■ Excerpted records:
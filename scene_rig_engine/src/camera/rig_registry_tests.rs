//! Unit tests for CameraRigRegistry
//!
//! Registration, resize handling and the time-based rig rotation.

use crate::camera::{CameraRig, DEFAULT_ASPECT};
use crate::error::Error;
use crate::scene::Scene;
use super::*;

fn registry_with(scene: &mut Scene, names: &[&str], switch_rate: f32) -> CameraRigRegistry {
    let mut registry = CameraRigRegistry::new(switch_rate);
    let root = scene.root();
    for name in names {
        let node = scene.add_node(root, name).unwrap();
        registry.register(CameraRig::new(name, &format!("{} view", name), node, 40.0, 0.1, 1000.0)).unwrap();
    }
    registry
}

// ============================================================================
// REGISTRATION
// ============================================================================

#[test]
fn test_register_returns_indices_in_order() {
    let mut scene = Scene::new();
    let registry = registry_with(&mut scene, &["detached", "main", "tank"], DEFAULT_SWITCH_RATE);

    assert_eq!(registry.len(), 3);
    assert_eq!(registry.rig_at(1).unwrap().name(), "main");
    assert_eq!(registry.rig("tank").unwrap().description(), "tank view");
    assert!(registry.rig("turret").is_none());
}

#[test]
fn test_register_duplicate_name_fails() {
    let mut scene = Scene::new();
    let mut registry = registry_with(&mut scene, &["main"], DEFAULT_SWITCH_RATE);
    let root = scene.root();

    let result = registry.register(CameraRig::new("main", "again", root, 40.0, 0.1, 1000.0));
    assert!(matches!(result, Err(Error::DuplicateName(_))));
    assert_eq!(registry.len(), 1);
    assert_eq!(registry.rig("main").unwrap().description(), "main view");
}

#[test]
fn test_register_rejects_bad_clip_planes() {
    let scene = Scene::new();
    let mut registry = CameraRigRegistry::default();
    let result = registry.register(CameraRig::new("bad", "bad", scene.root(), 40.0, 10.0, 1.0));
    assert!(matches!(result, Err(Error::InvalidConfig(_))));
    assert!(registry.is_empty());
}

#[test]
fn test_register_after_resize_adopts_aspect() {
    let scene = Scene::new();
    let mut registry = CameraRigRegistry::default();
    registry.on_resize(800, 400);
    registry.on_resize(1200, 400);

    registry.register(CameraRig::new("late", "late", scene.root(), 40.0, 0.1, 1000.0)).unwrap();
    let rig = registry.rig("late").unwrap();
    assert_eq!(rig.aspect(), 3.0);
    assert!(!rig.is_projection_dirty());
}

// ============================================================================
// RESIZE
// ============================================================================

#[test]
fn test_on_resize_updates_every_rig() {
    let mut scene = Scene::new();
    let mut registry = registry_with(&mut scene, &["a", "b"], DEFAULT_SWITCH_RATE);

    assert!(registry.on_resize(1920, 1080));
    for rig in registry.rigs() {
        assert_eq!(rig.aspect(), 1920.0 / 1080.0);
        assert!(rig.is_projection_dirty());
    }
    assert_eq!(registry.refresh_projections(), 2);
    assert_eq!(registry.refresh_projections(), 0);
}

#[test]
fn test_on_resize_same_size_returns_false() {
    let mut scene = Scene::new();
    let mut registry = registry_with(&mut scene, &["a"], DEFAULT_SWITCH_RATE);

    assert!(registry.on_resize(640, 480));
    registry.refresh_projections();
    assert!(!registry.on_resize(640, 480));
    assert!(!registry.rig("a").unwrap().is_projection_dirty());
}

#[test]
fn test_on_resize_zero_height_keeps_aspect() {
    let mut scene = Scene::new();
    let mut registry = registry_with(&mut scene, &["a"], DEFAULT_SWITCH_RATE);

    assert!(registry.on_resize(640, 0));
    assert_eq!(registry.surface_size(), Some((640, 0)));
    assert_eq!(registry.rig("a").unwrap().aspect(), DEFAULT_ASPECT);
    assert!(registry.rig("a").unwrap().projection_matrix().is_finite());
}

#[test]
fn test_on_resize_zero_width_keeps_aspect() {
    let mut scene = Scene::new();
    let mut registry = registry_with(&mut scene, &["a"], DEFAULT_SWITCH_RATE);
    registry.on_resize(800, 400);
    registry.refresh_projections();

    assert!(registry.on_resize(0, 400));
    assert_eq!(registry.surface_size(), Some((0, 400)));
    registry.refresh_projections();
    let rig = registry.rig("a").unwrap();
    assert_eq!(rig.aspect(), 2.0);
    assert!(rig.projection_matrix().is_finite());
}

// ============================================================================
// ACTIVE RIG SELECTION
// ============================================================================

#[test]
fn test_select_active_empty_registry() {
    let registry = CameraRigRegistry::default();
    assert!(registry.select_active(3.0).is_none());
    assert_eq!(registry.active_index(0.0), None);
}

#[test]
fn test_rotation_with_four_rigs() {
    let mut scene = Scene::new();
    let registry = registry_with(&mut scene, &["detached", "main", "tank", "turret"], 0.25);

    assert_eq!(registry.select_active(0.0).unwrap().name(), "detached");
    assert_eq!(registry.select_active(3.99).unwrap().name(), "detached");
    assert_eq!(registry.select_active(4.0).unwrap().name(), "main");
    assert_eq!(registry.select_active(8.0).unwrap().name(), "tank");
    assert_eq!(registry.select_active(15.9).unwrap().name(), "turret");
    // Full cycle every count / rate seconds
    assert_eq!(registry.select_active(16.0).unwrap().name(), "detached");
}

#[test]
fn test_rotation_at_one_rig_per_second() {
    let mut scene = Scene::new();
    let registry = registry_with(&mut scene, &["a", "b", "c", "d"], 1.0);

    assert_eq!(registry.active_index(0.0), Some(0));
    assert_eq!(registry.active_index(1.0), Some(1));
    assert_eq!(registry.active_index(4.0), Some(0));
}

#[test]
fn test_select_active_is_pure() {
    let mut scene = Scene::new();
    let registry = registry_with(&mut scene, &["a", "b", "c"], 0.25);
    for t in [0.0, 1.5, 7.3, 100.25] {
        assert_eq!(registry.active_index(t), registry.active_index(t));
    }
}

#[test]
fn test_zero_switch_rate_pins_first_rig() {
    let mut scene = Scene::new();
    let mut registry = registry_with(&mut scene, &["a", "b"], 0.25);
    registry.set_switch_rate(0.0);
    assert_eq!(registry.active_index(1000.0), Some(0));
}

#[test]
fn test_negative_elapsed_wraps() {
    let mut scene = Scene::new();
    let registry = registry_with(&mut scene, &["a", "b", "c", "d"], 1.0);
    assert_eq!(registry.active_index(-1.0), Some(3));
}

■ What needs to be done: Please restate, word for word, the lines of the entries that run from the first line through the one holding "assert_eq!(registry.len(), 3);", and add nothing.

■ The completed task:
filename scene_rig_engine/src/camera/rig_registry_tests.rs
//! Unit tests for CameraRigRegistry
//!
//! Registration, resize handling and the time-based rig rotation.

use crate::camera::{CameraRig, DEFAULT_ASPECT};
use crate::error::Error;
use crate::scene::Scene;
use super::*;

fn registry_with(scene: &mut Scene, names: &[&str], switch_rate: f32) -> CameraRigRegistry {
    let mut registry = CameraRigRegistry::new(switch_rate);
    let root = scene.root();
    for name in names {
        let node = scene.add_node(root, name).unwrap();
        registry.register(CameraRig::new(name, &format!("{} view", name), node, 40.0, 0.1, 1000.0)).unwrap();
    }
    registry
}

// ============================================================================
// REGISTRATION
// ============================================================================

#[test]
fn test_register_returns_indices_in_order() {
    let mut scene = Scene::new();
    let registry = registry_with(&mut scene, &["detached", "main", "tank"], DEFAULT_SWITCH_RATE);

    assert_eq!(registry.len(), 3);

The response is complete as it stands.